Further, Cox said that Murthy is likely to use the office to further his stance on gun control.

He wrote that in 2008, Murthy founded "Doctors for Obama" to back Obama's presidential campaign. A year, later the organization's name was changed to "Doctors for America," and Murthy, as its president, used the position to push for gun control laws, including pushing lawmakers to approve changes, Cox wrote.

The Journal editors, in the editorial, said it's of "great concern" that the nomination is in jeopardy over the NRA's opposition, which is based on the grounds that he has "advocated reasonable and mainstream forms of gun regulation."

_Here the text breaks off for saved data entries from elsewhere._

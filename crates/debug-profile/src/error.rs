//! Profile loading and validation errors

use std::path::PathBuf;
use thiserror::Error;

/// Errors that can occur while loading or validating a debug profile.
///
/// Every variant is fatal at startup: the controller refuses to run
/// with an invalid profile.
#[derive(Debug, Error)]
pub enum ProfileError {
    /// The config file could not be read
    #[error("Failed to read config file {}: {source}", path.display())]
    Read {
        path: PathBuf,
        #[source]
        source: std::io::Error,
    },

    /// The config file is not valid YAML or has the wrong shape
    #[error("Failed to parse config: {0}")]
    Parse(#[from] serde_yaml::Error),

    /// A required field is missing or empty
    #[error("{0} is required")]
    MissingField(&'static str),

    /// Neither a label selector nor a field selector was given
    #[error("labelSelector or fieldSelector is required")]
    MissingSelector,

    /// The debug port is outside the NodePort range
    #[error("debugPort must be in range 30001-32766, got {0}")]
    PortOutOfRange(i32),
}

His views are "unsurprising," the editors said, because there are more than 30,000 deaths from firearms in the United States each year.

The opposition to Murthy marks the first time the NRA has "flexed its political muscle" over a surgeon general's appointment, according to the editorial. The NRA has taken the action even though the surgeon general's office has no authority over firearm regulations, and Murthy has confirmed he'll concentrate on obesity prevention, not firearms, if confirmed, the Journal editors wrote.

"Still, 10 Senate Democrats are apparently prepared to vote against Murthy's confirmation because of his personal views on firearms — a demonstration of just how much political power our legislators have ceded to the NRA," the editors wrote. "Should a special-interest organization like the NRA have veto power over the appointment of the nation's top doctor? The very idea is unacceptable...the NRA is taking its single-issue political blackmail to a new level."